Focus breeds drama – the artist is the only true shepherd of the finished product. Usually, this isn’t dramatic in the process because the artist is also the implementer of the process that creates the finished product. Not so with software! Founders must communicate well and expect drama when focus is applied. Focus for a software company means that team members will need to yield their artistic autonomy to the founder and implement the founder’s vision.

Conclusion

The compound effects of focus are tangible. Focused founders have less technical debt, less team churn, less customer drama… less bad stuff all around. The effects aren’t just in preventing bad stuff either. Focus produces deeper customer experiences, deeper team buy-in and stronger revenue traction. These advantages are force multipliers in capital efficiency.
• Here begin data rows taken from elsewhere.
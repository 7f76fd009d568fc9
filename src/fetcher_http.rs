//! HTTP-based page fetcher using reqwest.

use std::collections::HashMap;
use std::sync::Mutex;
use std::time::Duration;

use async_trait::async_trait;
use reqwest::header::HeaderMap;
use reqwest::Client;
use tracing::debug;
use url::Url;

use crate::fetcher::{FetchedPage, PageFetcher};
use crate::proxy::ProxyConfig;
use crate::{Result, SearchError};

/// Per-request timeout applied to every fetch.
pub const REQUEST_TIMEOUT: Duration = Duration::from_secs(10);

/// A page fetcher that uses plain HTTP requests via reqwest.
///
/// Keeps one direct client plus one client per proxy endpoint it has used.
pub struct HttpFetcher {
    timeout: Duration,
    direct: Client,
    proxied: Mutex<HashMap<String, Client>>,
}

impl HttpFetcher {
    /// Creates an `HttpFetcher` with the default 10 second timeout.
    pub fn new() -> Result<Self> {
        Self::with_timeout(REQUEST_TIMEOUT)
    }

    /// Creates an `HttpFetcher` with a custom timeout.
    pub fn with_timeout(timeout: Duration) -> Result<Self> {
        Ok(Self {
            timeout,
            direct: Self::builder(timeout).build()?,
            proxied: Mutex::new(HashMap::new()),
        })
    }

    fn builder(timeout: Duration) -> reqwest::ClientBuilder {
        Client::builder().timeout(timeout).connect_timeout(timeout)
    }

    fn client_for(&self, proxy: Option<&ProxyConfig>) -> Result<Client> {
        let Some(proxy) = proxy else {
            return Ok(self.direct.clone());
        };

        let key = proxy.url();
        let mut proxied = self
            .proxied
            .lock()
            .map_err(|_| SearchError::Transport("proxy client cache poisoned".to_string()))?;
        if let Some(client) = proxied.get(&key) {
            return Ok(client.clone());
        }

        debug!("Building client for proxy {}", key);
        let client = Self::builder(self.timeout)
            .proxy(proxy.to_reqwest()?)
            .build()?;
        proxied.insert(key, client.clone());
        Ok(client)
    }
}

#[async_trait]
impl PageFetcher for HttpFetcher {
    async fn fetch(
        &self,
        url: &Url,
        headers: &HeaderMap,
        proxy: Option<&ProxyConfig>,
    ) -> Result<FetchedPage> {
        let client = self.client_for(proxy)?;

        let response = client
            .get(url.clone())
            .headers(headers.clone())
            .send()
            .await
            .map_err(|e| SearchError::Transport(e.to_string()))?;
        let status = response.status().as_u16();
        let body = response
            .text()
            .await
            .map_err(|e| SearchError::Transport(e.to_string()))?;

        debug!("GET {} -> {} ({} bytes)", url, status, body.len());
        Ok(FetchedPage::new(status, body))
    }
}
1.6 Build a Robust Product Process

Creating a product is chaotic. Nothing about it is smooth or easy. In Thus Spoke Zarathustra, Friedrich Nietzsche wrote “One must still have chaos in oneself to be able to give birth to a dancing star.” Good products require dealing with the chaos, embracing it in the right way and pushing through. But not all chaos is the right kind of chaos.

When Nietzsche uses the word chaos, he is not referring to disorder but rather the space between potential and creativity. In our post-modern Western context, however, the word ‘chaos’ embodies both disorder and the creative potential to which Nietzsche refers. Poor process, unqualified personnel, logical errors, these are all examples of ineffective chaos (e.g., disorder). Embracing it doesn’t give birth to a dancing star, it gives birth to the leviathan – the embodiment of ‘disorder’ chaos.

Faced with this tension, how can an enterprising founder navigate the product development process to give birth to the dancing star without creating the leviathan? How can one know what chaos to embrace and what chaos to avoid? These are crucial questions.

Good chaos is the pathway from the safe status quo of now to the unrealized potential of your creativity. But too often, founding teams get stuck in ineffective chaos, give birth to leviathan instead of a dancing star.

Planning is essential

So many products begin without proper planning. In some ways this is inevitable. No founder knows exactly what the end-product should look like when starting out. The customers will have a say in what features matter most and ultimately whether the product is has value. But the inevitability of future change does not excuse starting out with no expectation of an end-result.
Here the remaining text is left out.